Collected data:

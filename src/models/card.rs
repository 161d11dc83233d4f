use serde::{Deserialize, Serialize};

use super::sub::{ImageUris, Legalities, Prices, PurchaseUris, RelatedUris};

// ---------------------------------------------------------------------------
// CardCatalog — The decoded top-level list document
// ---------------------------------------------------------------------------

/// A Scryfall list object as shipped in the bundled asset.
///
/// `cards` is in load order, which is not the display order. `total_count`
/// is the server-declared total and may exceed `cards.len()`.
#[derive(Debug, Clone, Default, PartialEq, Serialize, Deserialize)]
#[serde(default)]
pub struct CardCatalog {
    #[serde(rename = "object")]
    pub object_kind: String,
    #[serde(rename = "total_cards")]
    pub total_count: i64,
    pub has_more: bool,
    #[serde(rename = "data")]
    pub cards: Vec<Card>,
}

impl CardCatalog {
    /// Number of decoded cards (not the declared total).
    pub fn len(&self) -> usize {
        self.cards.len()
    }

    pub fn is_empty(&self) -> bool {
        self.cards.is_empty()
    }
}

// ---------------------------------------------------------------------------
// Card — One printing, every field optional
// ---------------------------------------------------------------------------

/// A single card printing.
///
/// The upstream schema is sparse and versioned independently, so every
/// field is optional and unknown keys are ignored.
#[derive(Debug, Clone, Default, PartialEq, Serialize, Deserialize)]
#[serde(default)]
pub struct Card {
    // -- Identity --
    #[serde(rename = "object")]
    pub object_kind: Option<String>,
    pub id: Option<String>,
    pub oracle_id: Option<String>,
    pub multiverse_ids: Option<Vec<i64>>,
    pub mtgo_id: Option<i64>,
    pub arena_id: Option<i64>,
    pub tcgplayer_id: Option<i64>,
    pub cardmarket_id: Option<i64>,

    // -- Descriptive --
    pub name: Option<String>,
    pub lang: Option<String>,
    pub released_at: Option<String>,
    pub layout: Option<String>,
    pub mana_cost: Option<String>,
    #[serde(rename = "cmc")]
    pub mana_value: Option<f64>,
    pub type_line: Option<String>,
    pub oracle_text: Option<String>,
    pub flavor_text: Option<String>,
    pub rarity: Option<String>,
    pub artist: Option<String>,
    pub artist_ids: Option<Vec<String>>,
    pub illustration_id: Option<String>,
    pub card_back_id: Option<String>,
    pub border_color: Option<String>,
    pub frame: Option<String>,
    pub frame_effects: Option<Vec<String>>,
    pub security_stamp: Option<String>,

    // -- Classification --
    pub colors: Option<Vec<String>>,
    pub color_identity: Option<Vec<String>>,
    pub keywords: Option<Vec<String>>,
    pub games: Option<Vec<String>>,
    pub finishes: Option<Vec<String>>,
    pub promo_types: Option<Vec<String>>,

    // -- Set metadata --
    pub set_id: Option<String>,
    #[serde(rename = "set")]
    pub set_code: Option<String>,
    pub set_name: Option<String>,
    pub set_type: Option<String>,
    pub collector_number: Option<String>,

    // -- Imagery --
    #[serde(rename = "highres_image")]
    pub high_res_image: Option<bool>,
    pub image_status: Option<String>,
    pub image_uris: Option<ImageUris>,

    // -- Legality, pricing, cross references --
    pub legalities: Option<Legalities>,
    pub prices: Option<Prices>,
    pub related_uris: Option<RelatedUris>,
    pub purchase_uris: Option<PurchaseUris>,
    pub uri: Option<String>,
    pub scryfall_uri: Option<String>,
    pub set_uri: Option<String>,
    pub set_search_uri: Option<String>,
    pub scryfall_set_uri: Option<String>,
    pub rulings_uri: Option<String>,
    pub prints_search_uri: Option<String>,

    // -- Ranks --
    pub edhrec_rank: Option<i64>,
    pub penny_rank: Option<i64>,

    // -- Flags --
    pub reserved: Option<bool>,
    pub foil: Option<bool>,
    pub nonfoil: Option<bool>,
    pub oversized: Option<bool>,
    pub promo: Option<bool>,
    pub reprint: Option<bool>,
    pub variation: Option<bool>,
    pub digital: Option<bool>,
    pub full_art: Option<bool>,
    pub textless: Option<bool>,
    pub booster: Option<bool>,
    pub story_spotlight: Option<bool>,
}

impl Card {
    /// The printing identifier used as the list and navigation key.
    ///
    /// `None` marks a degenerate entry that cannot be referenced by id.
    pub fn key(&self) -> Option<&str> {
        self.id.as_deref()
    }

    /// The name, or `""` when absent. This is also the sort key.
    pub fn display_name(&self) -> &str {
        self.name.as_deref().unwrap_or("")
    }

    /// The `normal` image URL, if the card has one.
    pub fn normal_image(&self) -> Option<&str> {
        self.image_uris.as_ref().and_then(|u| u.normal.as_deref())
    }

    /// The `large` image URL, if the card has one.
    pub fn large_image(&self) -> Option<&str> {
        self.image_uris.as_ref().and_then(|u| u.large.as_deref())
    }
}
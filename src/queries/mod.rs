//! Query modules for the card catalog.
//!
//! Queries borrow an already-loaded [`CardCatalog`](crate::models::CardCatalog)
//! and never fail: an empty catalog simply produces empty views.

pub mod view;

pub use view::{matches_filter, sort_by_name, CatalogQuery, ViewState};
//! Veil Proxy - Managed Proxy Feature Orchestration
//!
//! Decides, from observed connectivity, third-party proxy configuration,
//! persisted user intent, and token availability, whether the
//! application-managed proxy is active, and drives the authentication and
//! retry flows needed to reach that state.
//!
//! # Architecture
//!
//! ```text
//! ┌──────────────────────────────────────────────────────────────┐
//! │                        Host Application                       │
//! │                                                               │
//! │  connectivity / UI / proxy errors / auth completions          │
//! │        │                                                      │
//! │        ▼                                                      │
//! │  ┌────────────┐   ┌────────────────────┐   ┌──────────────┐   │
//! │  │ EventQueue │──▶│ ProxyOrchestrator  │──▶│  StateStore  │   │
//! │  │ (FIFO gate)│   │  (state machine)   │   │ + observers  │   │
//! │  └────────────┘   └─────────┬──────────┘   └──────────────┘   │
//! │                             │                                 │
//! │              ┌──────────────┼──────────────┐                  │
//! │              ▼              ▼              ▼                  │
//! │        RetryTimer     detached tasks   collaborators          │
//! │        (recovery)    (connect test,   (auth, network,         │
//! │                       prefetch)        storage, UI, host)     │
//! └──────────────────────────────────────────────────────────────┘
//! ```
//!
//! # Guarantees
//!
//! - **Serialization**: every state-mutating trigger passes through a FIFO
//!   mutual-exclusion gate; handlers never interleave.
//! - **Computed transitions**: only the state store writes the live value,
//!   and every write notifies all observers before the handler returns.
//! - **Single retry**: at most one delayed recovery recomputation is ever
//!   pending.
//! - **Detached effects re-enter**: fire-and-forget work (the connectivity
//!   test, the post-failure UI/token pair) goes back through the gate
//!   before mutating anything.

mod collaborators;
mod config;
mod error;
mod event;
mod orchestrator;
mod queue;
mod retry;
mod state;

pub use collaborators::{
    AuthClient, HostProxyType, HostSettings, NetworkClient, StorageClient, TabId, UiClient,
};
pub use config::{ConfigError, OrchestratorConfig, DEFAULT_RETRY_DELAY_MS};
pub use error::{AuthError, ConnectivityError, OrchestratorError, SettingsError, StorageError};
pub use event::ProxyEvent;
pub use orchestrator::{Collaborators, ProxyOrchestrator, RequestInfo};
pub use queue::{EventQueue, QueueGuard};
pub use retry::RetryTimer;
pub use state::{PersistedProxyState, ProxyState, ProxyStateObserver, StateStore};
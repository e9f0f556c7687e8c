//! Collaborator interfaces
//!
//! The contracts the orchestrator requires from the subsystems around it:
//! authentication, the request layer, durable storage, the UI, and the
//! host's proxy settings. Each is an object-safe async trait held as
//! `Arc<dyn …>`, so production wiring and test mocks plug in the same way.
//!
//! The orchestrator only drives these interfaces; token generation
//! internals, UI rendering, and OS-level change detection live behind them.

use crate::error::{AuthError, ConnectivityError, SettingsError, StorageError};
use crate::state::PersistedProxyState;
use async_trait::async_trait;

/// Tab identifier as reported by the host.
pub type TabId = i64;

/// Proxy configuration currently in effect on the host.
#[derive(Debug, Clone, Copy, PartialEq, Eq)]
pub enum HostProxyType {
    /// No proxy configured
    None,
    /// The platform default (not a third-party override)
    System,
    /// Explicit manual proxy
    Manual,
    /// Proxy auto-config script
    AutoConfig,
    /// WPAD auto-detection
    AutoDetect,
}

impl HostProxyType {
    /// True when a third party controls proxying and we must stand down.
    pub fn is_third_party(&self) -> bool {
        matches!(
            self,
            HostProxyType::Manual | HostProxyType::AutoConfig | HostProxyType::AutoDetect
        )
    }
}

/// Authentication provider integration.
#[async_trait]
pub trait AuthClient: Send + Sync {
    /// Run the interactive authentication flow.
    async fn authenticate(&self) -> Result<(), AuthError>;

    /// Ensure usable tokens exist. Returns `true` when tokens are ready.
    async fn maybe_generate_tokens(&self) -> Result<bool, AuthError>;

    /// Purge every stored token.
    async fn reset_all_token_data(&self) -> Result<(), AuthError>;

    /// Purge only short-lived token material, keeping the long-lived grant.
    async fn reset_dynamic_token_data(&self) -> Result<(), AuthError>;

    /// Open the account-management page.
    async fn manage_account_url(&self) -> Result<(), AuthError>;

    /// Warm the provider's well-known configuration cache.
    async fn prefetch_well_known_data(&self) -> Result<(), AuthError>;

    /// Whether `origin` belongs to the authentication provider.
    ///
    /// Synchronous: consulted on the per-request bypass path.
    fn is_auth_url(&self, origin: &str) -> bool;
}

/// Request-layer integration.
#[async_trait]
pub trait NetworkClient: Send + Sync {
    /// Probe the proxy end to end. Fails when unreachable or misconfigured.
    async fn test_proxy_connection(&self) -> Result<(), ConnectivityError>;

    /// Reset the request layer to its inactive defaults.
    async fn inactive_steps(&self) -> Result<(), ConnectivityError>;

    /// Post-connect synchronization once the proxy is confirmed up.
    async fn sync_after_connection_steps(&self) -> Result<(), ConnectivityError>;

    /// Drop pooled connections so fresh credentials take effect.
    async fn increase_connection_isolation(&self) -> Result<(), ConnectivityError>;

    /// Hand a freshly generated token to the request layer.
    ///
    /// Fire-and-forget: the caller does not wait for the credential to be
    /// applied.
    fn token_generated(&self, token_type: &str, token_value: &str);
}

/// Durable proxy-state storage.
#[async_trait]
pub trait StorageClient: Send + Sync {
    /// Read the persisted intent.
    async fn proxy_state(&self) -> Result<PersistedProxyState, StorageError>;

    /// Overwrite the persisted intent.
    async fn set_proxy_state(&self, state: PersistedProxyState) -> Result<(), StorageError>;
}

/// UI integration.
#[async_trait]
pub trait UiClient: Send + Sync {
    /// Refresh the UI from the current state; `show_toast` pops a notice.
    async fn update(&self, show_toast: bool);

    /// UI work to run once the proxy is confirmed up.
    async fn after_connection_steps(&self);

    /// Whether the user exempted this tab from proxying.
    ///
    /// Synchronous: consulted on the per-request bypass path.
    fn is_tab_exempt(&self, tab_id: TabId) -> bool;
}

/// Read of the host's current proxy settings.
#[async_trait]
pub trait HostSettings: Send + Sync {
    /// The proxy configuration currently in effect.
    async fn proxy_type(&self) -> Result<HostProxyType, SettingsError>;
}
==
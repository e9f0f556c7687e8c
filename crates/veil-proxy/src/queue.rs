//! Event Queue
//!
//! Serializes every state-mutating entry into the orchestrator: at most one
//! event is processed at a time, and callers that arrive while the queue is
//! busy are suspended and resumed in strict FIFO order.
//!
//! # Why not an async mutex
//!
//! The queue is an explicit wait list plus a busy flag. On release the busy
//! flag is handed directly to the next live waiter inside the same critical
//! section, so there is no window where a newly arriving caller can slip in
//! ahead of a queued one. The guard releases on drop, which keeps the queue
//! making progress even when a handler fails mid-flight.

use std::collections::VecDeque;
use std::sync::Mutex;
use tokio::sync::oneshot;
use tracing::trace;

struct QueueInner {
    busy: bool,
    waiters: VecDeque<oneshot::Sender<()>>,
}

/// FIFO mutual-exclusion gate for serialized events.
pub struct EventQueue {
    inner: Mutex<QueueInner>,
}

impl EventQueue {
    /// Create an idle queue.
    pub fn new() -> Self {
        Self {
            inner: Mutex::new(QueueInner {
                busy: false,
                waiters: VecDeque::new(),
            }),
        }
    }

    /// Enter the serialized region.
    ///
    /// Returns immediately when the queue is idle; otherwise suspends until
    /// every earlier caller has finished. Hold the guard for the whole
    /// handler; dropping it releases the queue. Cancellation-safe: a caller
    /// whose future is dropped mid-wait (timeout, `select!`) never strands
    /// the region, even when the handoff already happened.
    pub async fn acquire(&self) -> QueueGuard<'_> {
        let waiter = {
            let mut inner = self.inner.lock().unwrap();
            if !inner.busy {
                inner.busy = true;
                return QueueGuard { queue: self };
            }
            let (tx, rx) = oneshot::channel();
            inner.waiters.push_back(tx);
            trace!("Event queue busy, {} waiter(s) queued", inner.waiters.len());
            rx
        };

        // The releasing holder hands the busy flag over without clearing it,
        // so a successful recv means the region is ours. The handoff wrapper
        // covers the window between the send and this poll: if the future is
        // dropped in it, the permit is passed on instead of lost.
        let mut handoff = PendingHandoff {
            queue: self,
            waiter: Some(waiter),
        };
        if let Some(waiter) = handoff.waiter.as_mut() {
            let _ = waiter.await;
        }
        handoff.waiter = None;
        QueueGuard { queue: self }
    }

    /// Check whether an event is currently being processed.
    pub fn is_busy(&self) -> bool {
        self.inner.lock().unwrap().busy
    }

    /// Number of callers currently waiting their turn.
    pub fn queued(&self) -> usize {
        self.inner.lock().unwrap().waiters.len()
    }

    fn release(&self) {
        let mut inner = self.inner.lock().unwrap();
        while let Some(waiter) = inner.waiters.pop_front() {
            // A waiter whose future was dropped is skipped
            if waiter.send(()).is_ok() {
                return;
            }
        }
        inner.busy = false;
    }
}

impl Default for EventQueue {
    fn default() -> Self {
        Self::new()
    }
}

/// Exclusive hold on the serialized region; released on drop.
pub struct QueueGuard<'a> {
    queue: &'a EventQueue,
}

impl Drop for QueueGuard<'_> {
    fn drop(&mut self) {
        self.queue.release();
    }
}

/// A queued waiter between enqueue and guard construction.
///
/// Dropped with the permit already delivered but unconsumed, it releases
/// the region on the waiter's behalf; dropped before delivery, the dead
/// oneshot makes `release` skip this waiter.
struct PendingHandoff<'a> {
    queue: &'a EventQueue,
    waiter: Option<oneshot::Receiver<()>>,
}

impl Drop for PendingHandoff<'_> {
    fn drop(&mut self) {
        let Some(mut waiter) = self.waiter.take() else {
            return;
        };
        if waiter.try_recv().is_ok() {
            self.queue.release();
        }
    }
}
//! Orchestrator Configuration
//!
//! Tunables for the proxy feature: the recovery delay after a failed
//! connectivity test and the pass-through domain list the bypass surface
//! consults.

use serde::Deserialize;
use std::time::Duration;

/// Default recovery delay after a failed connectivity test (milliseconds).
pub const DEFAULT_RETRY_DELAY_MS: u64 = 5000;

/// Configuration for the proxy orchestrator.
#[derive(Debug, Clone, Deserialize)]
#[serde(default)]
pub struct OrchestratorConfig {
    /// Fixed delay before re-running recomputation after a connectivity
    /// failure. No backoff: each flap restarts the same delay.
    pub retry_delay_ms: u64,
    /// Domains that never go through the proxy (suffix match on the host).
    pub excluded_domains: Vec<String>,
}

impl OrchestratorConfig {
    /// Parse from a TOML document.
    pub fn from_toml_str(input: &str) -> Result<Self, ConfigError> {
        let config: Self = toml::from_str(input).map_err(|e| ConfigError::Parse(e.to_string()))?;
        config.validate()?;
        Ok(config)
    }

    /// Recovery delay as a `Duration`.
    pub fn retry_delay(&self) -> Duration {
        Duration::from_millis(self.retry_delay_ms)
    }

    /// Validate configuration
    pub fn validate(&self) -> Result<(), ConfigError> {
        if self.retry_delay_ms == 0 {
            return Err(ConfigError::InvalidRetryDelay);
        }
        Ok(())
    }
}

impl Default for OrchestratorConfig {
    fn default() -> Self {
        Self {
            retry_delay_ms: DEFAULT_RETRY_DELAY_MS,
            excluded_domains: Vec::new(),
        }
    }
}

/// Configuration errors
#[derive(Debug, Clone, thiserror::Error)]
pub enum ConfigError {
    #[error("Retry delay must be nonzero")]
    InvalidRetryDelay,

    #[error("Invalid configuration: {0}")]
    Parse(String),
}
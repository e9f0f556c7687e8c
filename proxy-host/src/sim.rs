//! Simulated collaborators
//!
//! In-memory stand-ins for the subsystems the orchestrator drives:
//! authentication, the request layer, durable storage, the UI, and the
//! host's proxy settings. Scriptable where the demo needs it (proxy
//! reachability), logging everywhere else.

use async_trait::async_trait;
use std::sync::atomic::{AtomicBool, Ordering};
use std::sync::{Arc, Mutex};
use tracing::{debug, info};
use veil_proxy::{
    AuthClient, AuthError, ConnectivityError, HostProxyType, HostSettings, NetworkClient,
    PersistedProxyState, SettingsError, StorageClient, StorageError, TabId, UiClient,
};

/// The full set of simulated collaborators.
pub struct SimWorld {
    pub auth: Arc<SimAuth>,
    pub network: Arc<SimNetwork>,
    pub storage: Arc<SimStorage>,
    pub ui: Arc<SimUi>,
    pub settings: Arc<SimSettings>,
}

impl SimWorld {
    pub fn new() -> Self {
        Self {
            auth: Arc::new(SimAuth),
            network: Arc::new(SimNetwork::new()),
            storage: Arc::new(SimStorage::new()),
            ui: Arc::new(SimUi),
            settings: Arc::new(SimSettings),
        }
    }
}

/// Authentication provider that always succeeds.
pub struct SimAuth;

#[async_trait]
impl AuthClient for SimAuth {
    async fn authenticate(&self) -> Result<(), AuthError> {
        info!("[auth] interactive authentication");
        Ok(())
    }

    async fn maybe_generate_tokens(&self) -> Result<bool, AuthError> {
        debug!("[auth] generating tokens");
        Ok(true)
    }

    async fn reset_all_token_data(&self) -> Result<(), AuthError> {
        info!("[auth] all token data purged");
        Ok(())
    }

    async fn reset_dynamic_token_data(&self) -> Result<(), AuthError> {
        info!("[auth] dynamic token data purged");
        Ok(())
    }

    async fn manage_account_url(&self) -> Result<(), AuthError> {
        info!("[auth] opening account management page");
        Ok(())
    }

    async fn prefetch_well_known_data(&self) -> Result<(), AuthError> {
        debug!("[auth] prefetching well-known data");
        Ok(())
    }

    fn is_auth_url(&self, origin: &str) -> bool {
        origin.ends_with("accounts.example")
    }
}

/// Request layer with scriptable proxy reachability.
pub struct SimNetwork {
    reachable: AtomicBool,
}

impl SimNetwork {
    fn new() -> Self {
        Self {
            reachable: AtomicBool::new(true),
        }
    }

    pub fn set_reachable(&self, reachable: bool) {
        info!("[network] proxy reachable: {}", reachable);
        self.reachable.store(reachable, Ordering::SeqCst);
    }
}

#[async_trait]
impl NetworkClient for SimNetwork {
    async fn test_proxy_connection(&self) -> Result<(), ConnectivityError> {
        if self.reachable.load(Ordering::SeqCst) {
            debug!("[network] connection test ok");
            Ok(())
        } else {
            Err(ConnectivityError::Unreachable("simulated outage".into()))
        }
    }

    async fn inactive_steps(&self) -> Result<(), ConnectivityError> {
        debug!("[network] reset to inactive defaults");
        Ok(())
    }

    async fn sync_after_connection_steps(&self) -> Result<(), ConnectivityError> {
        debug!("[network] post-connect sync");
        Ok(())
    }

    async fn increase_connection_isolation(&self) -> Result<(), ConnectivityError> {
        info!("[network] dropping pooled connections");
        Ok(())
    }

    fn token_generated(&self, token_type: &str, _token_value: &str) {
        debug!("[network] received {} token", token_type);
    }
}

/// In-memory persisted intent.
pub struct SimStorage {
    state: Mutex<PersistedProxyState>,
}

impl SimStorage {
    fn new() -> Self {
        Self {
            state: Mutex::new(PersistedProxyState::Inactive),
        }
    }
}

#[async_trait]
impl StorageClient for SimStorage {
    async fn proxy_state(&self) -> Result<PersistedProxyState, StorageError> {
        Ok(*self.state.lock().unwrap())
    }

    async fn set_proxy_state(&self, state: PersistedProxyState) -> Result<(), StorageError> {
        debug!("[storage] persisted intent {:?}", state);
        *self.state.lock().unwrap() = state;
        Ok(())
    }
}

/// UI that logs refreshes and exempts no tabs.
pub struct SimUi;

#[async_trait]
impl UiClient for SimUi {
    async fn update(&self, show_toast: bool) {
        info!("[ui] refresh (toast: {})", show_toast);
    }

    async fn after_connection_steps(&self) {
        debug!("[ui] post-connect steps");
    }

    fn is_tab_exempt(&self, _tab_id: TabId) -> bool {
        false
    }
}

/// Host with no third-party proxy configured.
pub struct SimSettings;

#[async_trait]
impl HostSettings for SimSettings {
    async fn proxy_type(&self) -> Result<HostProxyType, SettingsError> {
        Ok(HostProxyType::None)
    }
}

- [What you are asked to do]:
Only the lines that contain the string "connections" are to be copied from the records.

- [Solution]:
    /// Drop pooled connections so fresh credentials take effect.
        info!("[network] dropping pooled connections");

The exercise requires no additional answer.